Meistens verabredet die Frau den ersten Termin zu einer Paartherapie. Und oft sitzt der Mann zunächst sehr skeptisch da und macht aus seinen Vorbehalten kein Hehl. Nicht so bei diesem Paar. Herr L. hat spürbar großes Interesse an dem Gespräch. Er und seine langjährige Freundin, Frau S., fühlen sich in einer Sackgasse gefangen. Sie hätten den sexuellen Zugang zueinander verloren. Seit einem halben Jahr haben sie keinen Sex mehr miteinander, obwohl beide "eigentlich" wollen. Frau S. betont, sie sei "eigentlich" eine sinnliche Frau, ertrage aber seine Unehrlichkeit nicht und könne sich deshalb nicht auf ihn einlassen. Und Herr L. meint, dass ihm die dauernden Vorwürfe seiner Partnerin die ganze Lust nähmen, die er "eigentlich" auf sie habe.
Die Vorwürfe und Erotik
Was war geschehen? Frau S. hatte einige Monate zuvor herausgefunden, dass sich Herr L. mit einer früheren Geliebten getroffen hatte. Die etwa ein Jahr dauernde Beziehung mit dieser Frau hatte er vor drei Jahren beendet. Die spätere, einmalige Begegnung sei "freundschaftlich" verlaufen. Frau S. glaubt ihm nicht. Das Treffen hatte in ihr lange zurückliegende Kränkungen wachgerufen, die sich auch auf andere, länger zurückliegende Affären ihres Partners bezogen hatten.

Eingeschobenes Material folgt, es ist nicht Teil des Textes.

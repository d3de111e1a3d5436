use std::sync::Arc;

use serde::Serialize;
use serde_json::Value;
use tracing::{info, instrument};

use models::item::{InsertResult, Item};

use crate::errors::ServiceError;
use crate::generation::dalle::{DalleClient, DalleInput};
use crate::generation::stable_diffusion::{StableDiffusionClient, StableDiffusionInput};
use crate::items::ItemRepository;

/// Response of the Stable Diffusion flow.
#[derive(Debug, Clone, PartialEq, Serialize)]
pub struct StoredImage {
    #[serde(rename = "imageURL", skip_serializing_if = "Option::is_none")]
    pub image_url: Option<String>,
    pub id: Value,
}

/// Generate-then-persist flows. Upstream failures are returned before anything
/// is written, so a failed call never leaves a document behind.
pub struct GenerationService {
    items: Arc<dyn ItemRepository>,
    dalle: DalleClient,
    stable_diffusion: StableDiffusionClient,
}

impl GenerationService {
    pub fn new(
        items: Arc<dyn ItemRepository>,
        dalle: DalleClient,
        stable_diffusion: StableDiffusionClient,
    ) -> Self {
        Self { items, dalle, stable_diffusion }
    }

    /// Call DALL·E and store its raw response with the submitted prompt.
    #[instrument(skip_all)]
    pub async fn dalle(&self, input: &DalleInput) -> Result<InsertResult, ServiceError> {
        let mut raw = self.dalle.create_image(input).await?;
        with_prompt_fields(&mut raw, &[("prompt", &input.prompt)]);
        let result = self.items.insert(raw).await?;
        info!(id = %result.inserted_id, "stored dalle response");
        Ok(result)
    }

    /// Call Stable Diffusion, store its raw response and return the first image URL
    /// with the new document id.
    #[instrument(skip_all)]
    pub async fn stable_diffusion(&self, input: &StableDiffusionInput) -> Result<StoredImage, ServiceError> {
        let mut out = self.stable_diffusion.text2img(input).await?;
        with_prompt_fields(
            &mut out.raw,
            &[("prompt", &input.prompt), ("negative_prompt", &input.negative_prompt)],
        );
        let result = self.items.insert(out.raw).await?;
        info!(id = %result.inserted_id, image_url = ?out.image_url, "stored stable diffusion response");
        Ok(StoredImage { image_url: out.image_url, id: result.inserted_id })
    }
}

/// Copy submitted prompt fields into the document unless the upstream already set them.
fn with_prompt_fields(raw: &mut Item, fields: &[(&str, &Option<String>)]) {
    for (key, value) in fields {
        if let Some(value) = value {
            raw.entry(*key).or_insert_with(|| Value::String(value.clone()));
        }
    }
}
use thiserror::Error;

#[derive(Debug, Error)]
pub enum ModelError {
    #[error("invalid item id: {0}")]
    InvalidId(String),
    #[error("conversion error: {0}")]
    Conversion(String),
}
use axum::{
    extract::{Path, State},
    http::StatusCode,
    response::{IntoResponse, Response},
    Json,
};
use tracing::{error, info, warn};

use models::item::{self, DeleteResult, InsertResult, Item, UpdateResult};
use service::errors::ServiceError;
use service::items::update_existing;

use crate::errors::JsonApiError;
use crate::state::ServerState;

pub const NOT_FOUND_TEXT: &str = "No document found for the provided ID.";
pub const UPDATE_FAILED_TEXT: &str = "An error occurred while updating the document.";

#[utoipa::path(
    post, path = "/items", tag = "items",
    request_body = crate::openapi::ItemDoc,
    responses(
        (status = 200, description = "Inserted", body = crate::openapi::InsertResultDoc),
        (status = 500, description = "Insert Failed")
    )
)]
pub async fn create(
    State(state): State<ServerState>,
    Json(input): Json<Item>,
) -> Result<Json<InsertResult>, JsonApiError> {
    let result = state.items.insert(input).await.map_err(JsonApiError::internal)?;
    info!(id = %result.inserted_id, "created item");
    Ok(Json(result))
}

#[utoipa::path(
    get, path = "/items", tag = "items",
    responses(
        (status = 200, description = "Every stored item", body = [crate::openapi::ItemDoc]),
        (status = 500, description = "List Failed")
    )
)]
pub async fn list(State(state): State<ServerState>) -> Result<Json<Vec<Item>>, JsonApiError> {
    let items = state.items.find_all().await.map_err(JsonApiError::internal)?;
    info!(count = items.len(), "list items");
    Ok(Json(items))
}

#[utoipa::path(
    patch, path = "/items/{id}", tag = "items",
    params(("id" = String, Path, description = "Item ObjectId (hex)")),
    request_body = crate::openapi::ItemDoc,
    responses(
        (status = 200, description = "Updated", body = crate::openapi::UpdateResultDoc),
        (status = 400, description = "Malformed id"),
        (status = 404, description = "Not Found"),
        (status = 500, description = "Update Failed")
    )
)]
pub async fn update(
    State(state): State<ServerState>,
    Path(id): Path<String>,
    Json(fields): Json<Item>,
) -> Result<Json<UpdateResult>, Response> {
    let oid = item::parse_id(&id).map_err(|e| JsonApiError::bad_request(e.to_string()).into_response())?;
    match update_existing(state.items.as_ref(), &oid, fields).await {
        Ok(result) => {
            info!(%id, modified = result.modified_count, "updated item");
            Ok(Json(result))
        }
        Err(ServiceError::NotFound(_)) => {
            warn!(%id, "update target not found");
            Err((StatusCode::NOT_FOUND, NOT_FOUND_TEXT).into_response())
        }
        Err(e) => {
            error!(%id, err = %e, "update item failed");
            Err((StatusCode::INTERNAL_SERVER_ERROR, UPDATE_FAILED_TEXT).into_response())
        }
    }
}

#[utoipa::path(
    delete, path = "/items/{id}", tag = "items",
    params(("id" = String, Path, description = "Item ObjectId (hex)")),
    responses(
        (status = 200, description = "Deletion result", body = crate::openapi::DeleteResultDoc),
        (status = 400, description = "Malformed id"),
        (status = 500, description = "Delete Failed")
    )
)]
pub async fn delete(
    State(state): State<ServerState>,
    Path(id): Path<String>,
) -> Result<Json<DeleteResult>, JsonApiError> {
    let oid = item::parse_id(&id).map_err(|e| JsonApiError::bad_request(e.to_string()))?;
    let result = state.items.delete_by_id(&oid).await.map_err(JsonApiError::internal)?;
    info!(%id, deleted = result.deleted_count, "delete item");
    Ok(Json(result))
}
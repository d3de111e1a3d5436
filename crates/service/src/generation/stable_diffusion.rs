use configs::UpstreamConfig;
use reqwest::Client;
use serde::{Deserialize, Serialize};
use serde_json::Value;
use tracing::{debug, info};

use models::item::Item;

use crate::errors::ServiceError;
use crate::generation::{http_client, read_object};

const SERVICE: &str = "stable_diffusion";

/// Body accepted by `POST /sd`.
#[derive(Debug, Clone, Default, Serialize, Deserialize)]
pub struct StableDiffusionInput {
    #[serde(default)]
    pub prompt: Option<String>,
    #[serde(default)]
    pub negative_prompt: Option<String>,
}

/// text2img payload. Numeric knobs are strings because that is what the API expects.
#[derive(Debug, Serialize)]
struct Text2ImgRequest<'a> {
    key: &'a str,
    #[serde(skip_serializing_if = "Option::is_none")]
    prompt: Option<&'a str>,
    #[serde(skip_serializing_if = "Option::is_none")]
    negative_prompt: Option<&'a str>,
    width: &'static str,
    height: &'static str,
    samples: &'static str,
    num_inference_steps: &'static str,
    seed: Option<u64>,
    guidance_scale: f64,
    safety_checker: &'static str,
    multi_lingual: &'static str,
    panorama: &'static str,
    self_attention: &'static str,
    upscale: &'static str,
    embeddings_model: Option<String>,
    webhook: Option<String>,
    track_id: Option<String>,
}

impl<'a> Text2ImgRequest<'a> {
    fn new(key: &'a str, input: &'a StableDiffusionInput) -> Self {
        Self {
            key,
            prompt: input.prompt.as_deref(),
            negative_prompt: input.negative_prompt.as_deref(),
            width: "512",
            height: "512",
            samples: "1",
            num_inference_steps: "20",
            seed: None,
            guidance_scale: 7.5,
            safety_checker: "yes",
            multi_lingual: "no",
            panorama: "no",
            self_attention: "no",
            upscale: "no",
            embeddings_model: None,
            webhook: None,
            track_id: None,
        }
    }
}

/// A successful text2img call.
#[derive(Debug, Clone)]
pub struct Text2ImgOutput {
    /// First entry of `output`, absent when the array is empty.
    pub image_url: Option<String>,
    pub raw: Item,
}

impl Text2ImgOutput {
    fn from_raw(raw: Item) -> Result<Self, ServiceError> {
        let output = raw
            .get("output")
            .and_then(Value::as_array)
            .ok_or_else(|| ServiceError::external(SERVICE, describe_failure(&raw)))?;
        let image_url = output.first().and_then(Value::as_str).map(str::to_owned);
        Ok(Self { image_url, raw })
    }
}

fn describe_failure(raw: &Item) -> String {
    match raw.get("message").and_then(Value::as_str) {
        Some(msg) => format!("no output in response: {msg}"),
        None => "no output in response".to_string(),
    }
}

/// Client for the stablediffusionapi.com text2img endpoint.
pub struct StableDiffusionClient {
    client: Client,
    endpoint: String,
    api_key: String,
}

impl StableDiffusionClient {
    pub fn new(cfg: &UpstreamConfig) -> anyhow::Result<Self> {
        let client = http_client(cfg)?;
        let endpoint = format!("{}/text2img", cfg.base_url.trim_end_matches('/'));
        info!(%endpoint, "stable diffusion client configured");
        Ok(Self { client, endpoint, api_key: cfg.api_key.clone() })
    }

    /// Request one 512x512 image with the fixed generation parameters.
    pub async fn text2img(&self, input: &StableDiffusionInput) -> Result<Text2ImgOutput, ServiceError> {
        let body = Text2ImgRequest::new(&self.api_key, input);
        debug!(endpoint = %self.endpoint, "requesting image");
        let resp = self
            .client
            .post(&self.endpoint)
            .json(&body)
            .send()
            .await
            .map_err(|e| ServiceError::external(SERVICE, e))?;
        let raw = read_object(resp, SERVICE).await?;
        Text2ImgOutput::from_raw(raw)
    }
}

Sie verbringen die Zeit mit nächtelangen kraftraubenden Gesprächen, in denen er versichert, er habe seit drei Jahren keine andere Frau mehr angerührt. Sie quält ihn und sich selbst damit, dass sie ihm nicht vertrauen könne. Beide sind ratlos. Denn "eigentlich" wollen sie Sex miteinander, wie beide versichern. Wenn nicht das Vertrauensproblem zwischen ihnen stünde. Herr L. sagt: "Ich habe damals Fehler gemacht, die ich auch bedaure. Aber was soll ich denn heute noch machen?"Und Frau S.: "Wie soll ich ihm vertrauen können, wo er mich doch damals belogen hat?"
Der endlose Kreisverkehr
Vorwürfe und unerledigte offene Rechnungen aus der Vergangenheit gehören zu den häufigsten Barrieren, die der Sexualität in langjährigen Beziehungen im Weg stehen. Bei solchen Konflikten begibt sich einer der Partner in die Position des anklagenden Opfers, der andere in die des sich verteidigenden Täters. Und in dieser Rollenverteilung eskaliert der Streit: Je mehr Vorwürfe das Opfer macht, desto mehr verteidigt sich der Täter. Je mehr der sich verteidigt und rechtfertigt, desto mehr legt das Opfer mit Vorwürfen nach.
Und so treiben sich die beiden in einen endlosen Kreisverkehr. Wie ist der Ausstieg möglich? Dafür sollte man sich vor Augen halten, dass ein betrogener Partner trotz seiner Verletzung in der stärkeren Position ist. Denn er hat die Moral auf seiner Seite. Deshalb ist es auch seine Entscheidung, ob er den andern aus der "Schuld" entlässt oder nicht. Und unter welchen Bedingungen.
Der Ausstieg aus dem Vorwurf
Ich frage Frau S., ob aus ihrer Sicht Herr L. sein Leben lang schuldig bleibt oder ob er etwas tun kann, das ihr es erlaubt, ihm zu verzeihen. Nach langem Überlegen sagt sie etwas scheinbar Einfaches: "Er soll mir einmal zuhören, was mir das ausgemacht hat, ohne mich zu unterbrechen. Aber richtig zuhören! Und er soll mir sagen, warum er es gemacht hat."
Er lässt sich darauf ein. In der Tat ist das ein großer Schritt, den sie dann auch in einer Therapiesitzung vollziehen. Er hört zu. Richtig. Und er nennt als Grund sein Bedürfnis nach männlicher Bestätigung. Sie fragt nachdenklich: "Und brauchst du die jetzt nicht mehr?" –"Nicht mehr in dem Maße wie früher", antwortet er, "und ich hätte sie am liebsten von dir."
Es braucht Zeit, bis Frau S. dieser Aussage traut. Kurz nach dieser Sitzung verbringen die beiden einen Kurzurlaub, in dem es zum ersten Mal seit Langem wieder zu Zärtlichkeiten kommt. Nicht der große sensationelle Sex wie zu Beginn der Beziehung kehrt ein. Aber wenn sie miteinander schlafen, beginnt sich bei beiden das Gefühl auszubreiten, wieder zueinandergefunden zu haben.